Task prompt — Nothing in the records that follow should differ once you have copied them out.

[Records for the exercise — start]

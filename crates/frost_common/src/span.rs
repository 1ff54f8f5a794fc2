//! Line locations within chipdb and bitstream text.

use serde::{Deserialize, Serialize};
use std::fmt;

/// A 1-based line number within a text source.
///
/// Chipdb and ASCII bitstream files are line-oriented, so a section is
/// located by the line of its `.label` header. Line `0` means "unknown".
#[derive(Clone, Copy, PartialEq, Eq, PartialOrd, Ord, Hash, Debug, Default, Serialize, Deserialize)]
pub struct LineSpan {
    /// The 1-based line number, or `0` when no location is available.
    pub line: u32,
}

impl LineSpan {
    /// A span used when no source location is available.
    pub const DUMMY: LineSpan = LineSpan { line: 0 };

    /// Creates a span pointing at the given 1-based line.
    pub fn new(line: u32) -> Self {
        Self { line }
    }

    /// Returns `true` if this is the dummy span.
    pub fn is_dummy(&self) -> bool {
        self.line == 0
    }
}

impl fmt::Display for LineSpan {
    fn fmt(&self, f: &mut fmt::Formatter<'_>) -> fmt::Result {
        write!(f, "{}", self.line)
    }
}

#[cfg(test)]
mod tests {
    use super::*;

    #[test]
    fn dummy_is_zero() {
        assert!(LineSpan::DUMMY.is_dummy());
        assert!(!LineSpan::new(3).is_dummy());
        assert_eq!(LineSpan::default(), LineSpan::DUMMY);
    }

    #[test]
    fn ordering_follows_lines() {
        assert!(LineSpan::new(2) < LineSpan::new(10));
    }

    #[test]
    fn display_is_line_number() {
        assert_eq!(format!("{}", LineSpan::new(42)), "42");
    }

    #[test]
    fn serde_roundtrip() {
        let span = LineSpan::new(17);
        let json = serde_json::to_string(&span).unwrap();
        let back: LineSpan = serde_json::from_str(&json).unwrap();
        assert_eq!(span, back);
    }
}
//! Tile-local bit coordinates and the `B<row>[<column>]` reference syntax.
//!
//! Every configuration bit of a tile lives in a small `width` x `height`
//! rectangle. The chipdb names such a bit as `B<row>[<column>]`, so `B3[17]`
//! is column 17 of row 3.

use crate::error::{DeviceError, DeviceResult};
use serde::{Deserialize, Serialize};
use std::fmt;
use std::str::FromStr;

/// One bit inside a tile's configuration rectangle.
#[derive(Debug, Clone, Copy, PartialEq, Eq, PartialOrd, Ord, Hash, Serialize, Deserialize)]
pub struct BitCoordinate {
    /// Column within the row, `0..width`.
    pub column: u32,
    /// Row of the rectangle, `0..height`.
    pub row: u32,
}

impl BitCoordinate {
    /// Creates a coordinate from a column and a row.
    pub fn new(column: u32, row: u32) -> Self {
        Self { column, row }
    }

    /// Returns `true` if the coordinate lies inside a `width` x `height` rectangle.
    pub fn fits(self, width: u32, height: u32) -> bool {
        self.column < width && self.row < height
    }
}

impl fmt::Display for BitCoordinate {
    fn fmt(&self, f: &mut fmt::Formatter<'_>) -> fmt::Result {
        write!(f, "B{}[{}]", self.row, self.column)
    }
}

impl FromStr for BitCoordinate {
    type Err = DeviceError;

    fn from_str(s: &str) -> DeviceResult<Self> {
        parse_bit_ref(s)
    }
}

/// Parses a bit reference like `B0[36]` into a [`BitCoordinate`].
///
/// # Errors
///
/// Returns [`DeviceError::MalformedAddress`] if the row or the bracketed
/// column is missing or not a decimal number.
pub fn parse_bit_ref(text: &str) -> DeviceResult<BitCoordinate> {
    let malformed = || DeviceError::MalformedAddress(text.to_string());

    let rest = text.strip_prefix('B').ok_or_else(malformed)?;
    let (row, column) = rest.split_once('[').ok_or_else(malformed)?;
    let column = column.strip_suffix(']').ok_or_else(malformed)?;

    let row = parse_decimal(row).ok_or_else(malformed)?;
    let column = parse_decimal(column).ok_or_else(malformed)?;

    Ok(BitCoordinate { column, row })
}

/// Parses a list of bit references, keeping their order.
pub fn parse_bit_refs<S: AsRef<str>>(refs: &[S]) -> DeviceResult<Vec<BitCoordinate>> {
    refs.iter().map(|s| parse_bit_ref(s.as_ref())).collect()
}

pub(crate) fn parse_decimal(s: &str) -> Option<u32> {
    // `u32::from_str` would also take a leading '+'.
    if s.is_empty() || !s.bytes().all(|b| b.is_ascii_digit()) {
        return None;
    }
    s.parse().ok()
}

#[cfg(test)]
mod tests {
    use super::*;

    #[test]
    fn parse_simple_reference() {
        let c = parse_bit_ref("B0[36]").unwrap();
        assert_eq!(c, BitCoordinate::new(36, 0));
    }

    #[test]
    fn parse_multi_digit_row() {
        let c = parse_bit_ref("B15[53]").unwrap();
        assert_eq!(c.row, 15);
        assert_eq!(c.column, 53);
    }

    #[test]
    fn display_matches_chipdb_syntax() {
        assert_eq!(BitCoordinate::new(7, 12).to_string(), "B12[7]");
    }

    #[test]
    fn from_str_delegates() {
        let c: BitCoordinate = "B2[4]".parse().unwrap();
        assert_eq!(c, BitCoordinate::new(4, 2));
    }

    #[test]
    fn missing_prefix_is_malformed() {
        assert!(matches!(
            parse_bit_ref("0[36]"),
            Err(DeviceError::MalformedAddress(s)) if s == "0[36]"
        ));
    }

    #[test]
    fn missing_column_is_malformed() {
        assert!(parse_bit_ref("B0").is_err());
        assert!(parse_bit_ref("B0[]").is_err());
        assert!(parse_bit_ref("B0[36").is_err());
    }

    #[test]
    fn missing_row_is_malformed() {
        assert!(parse_bit_ref("B[36]").is_err());
    }

    #[test]
    fn non_numeric_tokens_are_malformed() {
        assert!(parse_bit_ref("Bx[36]").is_err());
        assert!(parse_bit_ref("B0[y]").is_err());
        assert!(parse_bit_ref("B+1[2]").is_err());
        assert!(parse_bit_ref("B-1[2]").is_err());
    }

    #[test]
    fn parse_list_keeps_order() {
        let bits = parse_bit_refs(&["B0[1]", "B1[1]", "B0[2]"]).unwrap();
        assert_eq!(
            bits,
            vec![
                BitCoordinate::new(1, 0),
                BitCoordinate::new(1, 1),
                BitCoordinate::new(2, 0)
            ]
        );
    }

    #[test]
    fn parse_list_fails_on_first_bad_entry() {
        let err = parse_bit_refs(&["B0[1]", "nope"]).unwrap_err();
        assert_eq!(err, DeviceError::MalformedAddress("nope".into()));
    }

    #[test]
    fn fits_checks_both_axes() {
        let c = BitCoordinate::new(53, 15);
        assert!(c.fits(54, 16));
        assert!(!c.fits(53, 16));
        assert!(!c.fits(54, 15));
    }
}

[Records for the exercise — finish]

Answer box —
filename crates/frost_common/src/span.rs
repository 1ff54f8f5a794fc2
//! Line locations within chipdb and bitstream text.

use serde::{Deserialize, Serialize};
use std::fmt;

/// A 1-based line number within a text source.
///
/// Chipdb and ASCII bitstream files are line-oriented, so a section is
/// located by the line of its `.label` header. Line `0` means "unknown".
#[derive(Clone, Copy, PartialEq, Eq, PartialOrd, Ord, Hash, Debug, Default, Serialize, Deserialize)]
pub struct LineSpan {
    /// The 1-based line number, or `0` when no location is available.
    pub line: u32,
}

impl LineSpan {
    /// A span used when no source location is available.
    pub const DUMMY: LineSpan = LineSpan { line: 0 };

    /// Creates a span pointing at the given 1-based line.
    pub fn new(line: u32) -> Self {
        Self { line }
    }

    /// Returns `true` if this is the dummy span.
    pub fn is_dummy(&self) -> bool {
        self.line == 0
    }
}

impl fmt::Display for LineSpan {
    fn fmt(&self, f: &mut fmt::Formatter<'_>) -> fmt::Result {
        write!(f, "{}", self.line)
    }
}

#[cfg(test)]
mod tests {
    use super::*;

    #[test]
    fn dummy_is_zero() {
        assert!(LineSpan::DUMMY.is_dummy());
        assert!(!LineSpan::new(3).is_dummy());
        assert_eq!(LineSpan::default(), LineSpan::DUMMY);
    }

    #[test]
    fn ordering_follows_lines() {
        assert!(LineSpan::new(2) < LineSpan::new(10));
    }

    #[test]
    fn display_is_line_number() {
        assert_eq!(format!("{}", LineSpan::new(42)), "42");
    }

    #[test]
    fn serde_roundtrip() {
        let span = LineSpan::new(17);
        let json = serde_json::to_string(&span).unwrap();
        let back: LineSpan = serde_json::from_str(&json).unwrap();
        assert_eq!(span, back);
    }
}
//! Tile-local bit coordinates and the `B<row>[<column>]` reference syntax.
//!
//! Every configuration bit of a tile lives in a small `width` x `height`
//! rectangle. The chipdb names such a bit as `B<row>[<column>]`, so `B3[17]`
//! is column 17 of row 3.

use crate::error::{DeviceError, DeviceResult};
use serde::{Deserialize, Serialize};
use std::fmt;
use std::str::FromStr;

/// One bit inside a tile's configuration rectangle.
#[derive(Debug, Clone, Copy, PartialEq, Eq, PartialOrd, Ord, Hash, Serialize, Deserialize)]
pub struct BitCoordinate {
    /// Column within the row, `0..width`.
    pub column: u32,
    /// Row of the rectangle, `0..height`.
    pub row: u32,
}

impl BitCoordinate {
    /// Creates a coordinate from a column and a row.
    pub fn new(column: u32, row: u32) -> Self {
        Self { column, row }
    }

    /// Returns `true` if the coordinate lies inside a `width` x `height` rectangle.
    pub fn fits(self, width: u32, height: u32) -> bool {
        self.column < width && self.row < height
    }
}

impl fmt::Display for BitCoordinate {
    fn fmt(&self, f: &mut fmt::Formatter<'_>) -> fmt::Result {
        write!(f, "B{}[{}]", self.row, self.column)
    }
}

impl FromStr for BitCoordinate {
    type Err = DeviceError;

    fn from_str(s: &str) -> DeviceResult<Self> {
        parse_bit_ref(s)
    }
}

/// Parses a bit reference like `B0[36]` into a [`BitCoordinate`].
///
/// # Errors
///
/// Returns [`DeviceError::MalformedAddress`] if the row or the bracketed
/// column is missing or not a decimal number.
pub fn parse_bit_ref(text: &str) -> DeviceResult<BitCoordinate> {
    let malformed = || DeviceError::MalformedAddress(text.to_string());

    let rest = text.strip_prefix('B').ok_or_else(malformed)?;
    let (row, column) = rest.split_once('[').ok_or_else(malformed)?;
    let column = column.strip_suffix(']').ok_or_else(malformed)?;

    let row = parse_decimal(row).ok_or_else(malformed)?;
    let column = parse_decimal(column).ok_or_else(malformed)?;

    Ok(BitCoordinate { column, row })
}

/// Parses a list of bit references, keeping their order.
pub fn parse_bit_refs<S: AsRef<str>>(refs: &[S]) -> DeviceResult<Vec<BitCoordinate>> {
    refs.iter().map(|s| parse_bit_ref(s.as_ref())).collect()
}

pub(crate) fn parse_decimal(s: &str) -> Option<u32> {
    // `u32::from_str` would also take a leading '+'.
    if s.is_empty() || !s.bytes().all(|b| b.is_ascii_digit()) {
        return None;
    }
    s.parse().ok()
}

#[cfg(test)]
mod tests {
    use super::*;

    #[test]
    fn parse_simple_reference() {
        let c = parse_bit_ref("B0[36]").unwrap();
        assert_eq!(c, BitCoordinate::new(36, 0));
    }

    #[test]
    fn parse_multi_digit_row() {
        let c = parse_bit_ref("B15[53]").unwrap();
        assert_eq!(c.row, 15);
        assert_eq!(c.column, 53);
    }

    #[test]
    fn display_matches_chipdb_syntax() {
        assert_eq!(BitCoordinate::new(7, 12).to_string(), "B12[7]");
    }

    #[test]
    fn from_str_delegates() {
        let c: BitCoordinate = "B2[4]".parse().unwrap();
        assert_eq!(c, BitCoordinate::new(4, 2));
    }

    #[test]
    fn missing_prefix_is_malformed() {
        assert!(matches!(
            parse_bit_ref("0[36]"),
            Err(DeviceError::MalformedAddress(s)) if s == "0[36]"
        ));
    }

    #[test]
    fn missing_column_is_malformed() {
        assert!(parse_bit_ref("B0").is_err());
        assert!(parse_bit_ref("B0[]").is_err());
        assert!(parse_bit_ref("B0[36").is_err());
    }

    #[test]
    fn missing_row_is_malformed() {
        assert!(parse_bit_ref("B[36]").is_err());
    }

    #[test]
    fn non_numeric_tokens_are_malformed() {
        assert!(parse_bit_ref("Bx[36]").is_err());
        assert!(parse_bit_ref("B0[y]").is_err());
        assert!(parse_bit_ref("B+1[2]").is_err());
        assert!(parse_bit_ref("B-1[2]").is_err());
    }

    #[test]
    fn parse_list_keeps_order() {
        let bits = parse_bit_refs(&["B0[1]", "B1[1]", "B0[2]"]).unwrap();
        assert_eq!(
            bits,
            vec![
                BitCoordinate::new(1, 0),
                BitCoordinate::new(1, 1),
                BitCoordinate::new(2, 0)
            ]
        );
    }

    #[test]
    fn parse_list_fails_on_first_bad_entry() {
        let err = parse_bit_refs(&["B0[1]", "nope"]).unwrap_err();
        assert_eq!(err, DeviceError::MalformedAddress("nope".into()));
    }

    #[test]
    fn fits_checks_both_axes() {
        let c = BitCoordinate::new(53, 15);
        assert!(c.fits(54, 16));
        assert!(!c.fits(53, 16));
        assert!(!c.fits(54, 15));
    }
}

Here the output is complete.